The amended Temporary Framework creates specific rules under which Member States are allowed to grant recapitalisation aid measures to non-financial companies affected by the COVID-19 outbreak. The need for these measures is expected to crystallise in the later stage of the outbreak’s evolution, as a result of which the amended rules allow these measures to be granted until the end of June 2021.
Under the general eligibility criteria, recapitalisation can only be granted to beneficiaries that were not in difficulty before the outbreak (31 December 2019) and would otherwise go out of business or face serious difficulty maintaining operations. Eligible companies must also not be able to find financing from the market on affordable terms. Equally, any other support measures that the Member State has introduced must be insufficient to allow the undertaking to remain viable. The recapitalisation should also be in the “common interest” — the Temporary Framework does not define this concept but makes reference to avoiding social hardship (e.g., from significant loss of employment), systemically important companies and services, or similar situations that the Member State will be expected to substantiate in their notification.
To ensure proportionality of the aid, the amount of the recapitalisation must not go beyond the minimum level needed to ensure the beneficiary’s viability.
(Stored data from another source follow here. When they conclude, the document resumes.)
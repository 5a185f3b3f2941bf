//! LLM classifier layer: interface, HTTP implementation, and test fake.
//!
//! The classifier is one bounded call per report against an external
//! chat-completions API. It is a policy layer, not a trusted oracle: the
//! validator only admits on an affirmative verdict and treats every
//! transport or parse failure as "classifier unavailable", which downgrades
//! to keyword-layer acceptance rather than failing the pipeline.

use async_trait::async_trait;
use serde::{Deserialize, Serialize};
use std::time::Duration;
use thiserror::Error;
use tracing::debug;

/// Verdict category produced by the model.
#[derive(Debug, Clone, Copy, PartialEq, Eq, Serialize, Deserialize)]
#[serde(rename_all = "snake_case")]
pub enum Category {
    Incident,
    Policy,
    Defense,
    Discussion,
    Other,
}

/// Structured verdict returned by the classifier.
#[derive(Debug, Clone, Serialize, Deserialize)]
pub struct Verdict {
    pub category: Category,
    pub is_incident: bool,
    pub confidence: f32,
    #[serde(default)]
    pub reasoning: String,
}

impl Verdict {
    /// Admission policy: category must be `incident` and confidence ≥ 0.7.
    pub fn admits(&self) -> bool {
        self.category == Category::Incident && self.confidence >= 0.7
    }
}

#[derive(Debug, Error)]
pub enum ClassifierError {
    #[error("classifier transport error: {0}")]
    Transport(String),

    #[error("classifier timed out")]
    Timeout,

    #[error("malformed classifier response: {0}")]
    Malformed(String),

    #[error("classifier not configured")]
    Disabled,
}

/// A single-call incident classifier.
#[async_trait]
pub trait IncidentClassifier: Send + Sync {
    async fn classify(&self, title: &str, body: &str) -> Result<Verdict, ClassifierError>;
}

const SYSTEM_PROMPT: &str = "You classify European news reports about drones. \
Respond with a single JSON object: {\"category\": \"incident\"|\"policy\"|\"defense\"|\"discussion\"|\"other\", \
\"is_incident\": bool, \"confidence\": 0.0-1.0, \"reasoning\": \"...\"}. \
An incident is a concrete drone observation or disruption at a specific place and time. \
Policy announcements, military procurement, exercises, and product coverage are not incidents.";

/// Wall-clock budget for one classification call.
const CLASSIFY_TIMEOUT: Duration = Duration::from_secs(5);

/// HTTP classifier against an OpenAI-compatible chat-completions endpoint.
pub struct HttpClassifier {
    http: reqwest::Client,
    api_url: String,
    api_key: String,
    model: String,
}

#[derive(Serialize)]
struct ChatRequest<'a> {
    model: &'a str,
    messages: [ChatMessage<'a>; 2],
    temperature: f32,
}

#[derive(Serialize)]
struct ChatMessage<'a> {
    role: &'a str,
    content: &'a str,
}

#[derive(Deserialize)]
struct ChatResponse {
    choices: Vec<ChatChoice>,
}

#[derive(Deserialize)]
struct ChatChoice {
    message: ChatChoiceMessage,
}

#[derive(Deserialize)]
struct ChatChoiceMessage {
    content: String,
}

impl HttpClassifier {
    pub fn new(api_url: &str, api_key: &str, model: &str) -> Result<Self, ClassifierError> {
        let http = reqwest::Client::builder()
            .timeout(CLASSIFY_TIMEOUT)
            .build()
            .map_err(|e| ClassifierError::Transport(e.to_string()))?;

        Ok(Self {
            http,
            api_url: api_url.trim_end_matches('/').to_string(),
            api_key: api_key.to_string(),
            model: model.to_string(),
        })
    }

    fn parse_verdict(content: &str) -> Result<Verdict, ClassifierError> {
        // Models occasionally wrap the object in a code fence; take the
        // outermost braces.
        let start = content.find('{');
        let end = content.rfind('}');
        let json = match (start, end) {
            (Some(s), Some(e)) if e > s => &content[s..=e],
            _ => return Err(ClassifierError::Malformed("no JSON object in reply".into())),
        };

        let verdict: Verdict =
            serde_json::from_str(json).map_err(|e| ClassifierError::Malformed(e.to_string()))?;

        if !(0.0..=1.0).contains(&verdict.confidence) {
            return Err(ClassifierError::Malformed(format!(
                "confidence out of range: {}",
                verdict.confidence
            )));
        }
        Ok(verdict)
    }
}

#[async_trait]
impl IncidentClassifier for HttpClassifier {
    async fn classify(&self, title: &str, body: &str) -> Result<Verdict, ClassifierError> {
        let user = format!("TITLE: {title}\n\nBODY: {body}");
        let request = ChatRequest {
            model: &self.model,
            messages: [
                ChatMessage {
                    role: "system",
                    content: SYSTEM_PROMPT,
                },
                ChatMessage {
                    role: "user",
                    content: &user,
                },
            ],
            temperature: 0.0,
        };

        let resp = self
            .http
            .post(format!("{}/chat/completions", self.api_url))
            .header("Authorization", format!("Bearer {}", self.api_key))
            .json(&request)
            .send()
            .await
            .map_err(|e| {
                if e.is_timeout() {
                    ClassifierError::Timeout
                } else {
                    ClassifierError::Transport(e.to_string())
                }
            })?;

        if !resp.status().is_success() {
            return Err(ClassifierError::Transport(format!(
                "status {}",
                resp.status()
            )));
        }

        let body: ChatResponse = resp
            .json()
            .await
            .map_err(|e| ClassifierError::Malformed(e.to_string()))?;

        let content = body
            .choices
            .first()
            .map(|c| c.message.content.as_str())
            .ok_or_else(|| ClassifierError::Malformed("empty choices".into()))?;

        let verdict = Self::parse_verdict(content)?;
        debug!(
            category = ?verdict.category,
            confidence = verdict.confidence,
            "classifier verdict"
        );
        Ok(verdict)
    }
}

/// Classifier that always reports unavailability. Used when `LLM_API_KEY`
/// is not configured; the validator then runs in degraded mode.
pub struct DisabledClassifier;

#[async_trait]
impl IncidentClassifier for DisabledClassifier {
    async fn classify(&self, _title: &str, _body: &str) -> Result<Verdict, ClassifierError> {
        Err(ClassifierError::Disabled)
    }
}

/// In-memory fake returning a fixed response, for tests.
pub struct StaticClassifier {
    verdict: Result<Verdict, ()>,
}

impl StaticClassifier {
    pub fn admitting(confidence: f32) -> Self {
        Self {
            verdict: Ok(Verdict {
                category: Category::Incident,
                is_incident: true,
                confidence,
                reasoning: "fixture".to_string(),
            }),
        }
    }

    pub fn rejecting(category: Category, confidence: f32) -> Self {
        Self {
            verdict: Ok(Verdict {
                category,
                is_incident: false,
                confidence,
                reasoning: "fixture".to_string(),
            }),
        }
    }

    pub fn unavailable() -> Self {
        Self { verdict: Err(()) }
    }
}

#[async_trait]
impl IncidentClassifier for StaticClassifier {
    async fn classify(&self, _title: &str, _body: &str) -> Result<Verdict, ClassifierError> {
        match &self.verdict {
            Ok(v) => Ok(v.clone()),
            Err(()) => Err(ClassifierError::Transport("fixture offline".to_string())),
        }
    }
}

#[cfg(test)]
mod tests {
    use super::*;

    #[test]
    fn verdict_policy_gate() {
        let admit = Verdict {
            category: Category::Incident,
            is_incident: true,
            confidence: 0.7,
            reasoning: String::new(),
        };
        assert!(admit.admits());

        let low = Verdict {
            confidence: 0.69,
            ..admit.clone()
        };
        assert!(!low.admits());

        let policy = Verdict {
            category: Category::Policy,
            confidence: 0.99,
            ..admit
        };
        assert!(!policy.admits());
    }

    #[test]
    fn parses_plain_and_fenced_json() {
        let plain = r#"{"category":"incident","is_incident":true,"confidence":0.91,"reasoning":"sighting"}"#;
        let v = HttpClassifier::parse_verdict(plain).unwrap();
        assert_eq!(v.category, Category::Incident);

        let fenced = "```json\n{\"category\":\"policy\",\"is_incident\":false,\"confidence\":0.9,\"reasoning\":\"ban announcement\"}\n```";
        let v = HttpClassifier::parse_verdict(fenced).unwrap();
        assert_eq!(v.category, Category::Policy);
    }

    #[test]
    fn malformed_replies_are_errors_not_verdicts() {
        assert!(matches!(
            HttpClassifier::parse_verdict("I think this is an incident."),
            Err(ClassifierError::Malformed(_))
        ));
        assert!(matches!(
            HttpClassifier::parse_verdict(r#"{"category":"incident","is_incident":true,"confidence":1.7}"#),
            Err(ClassifierError::Malformed(_))
        ));
    }
}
It cannot go beyond restoring the capital structure of the beneficiary that was in place before the outbreak (i.e., 31 December 2019). In assessing the proportionality of the aid, other State aid received or planned in the context of the COVID-19 outbreak shall also be taken into account.
Recapitalisation measures can be granted under approved State aid schemes, or as individual ad hoc State aid. However, aid to an individual beneficiary granted under schemes must be separately notified to the Commission if it exceeds €250 million.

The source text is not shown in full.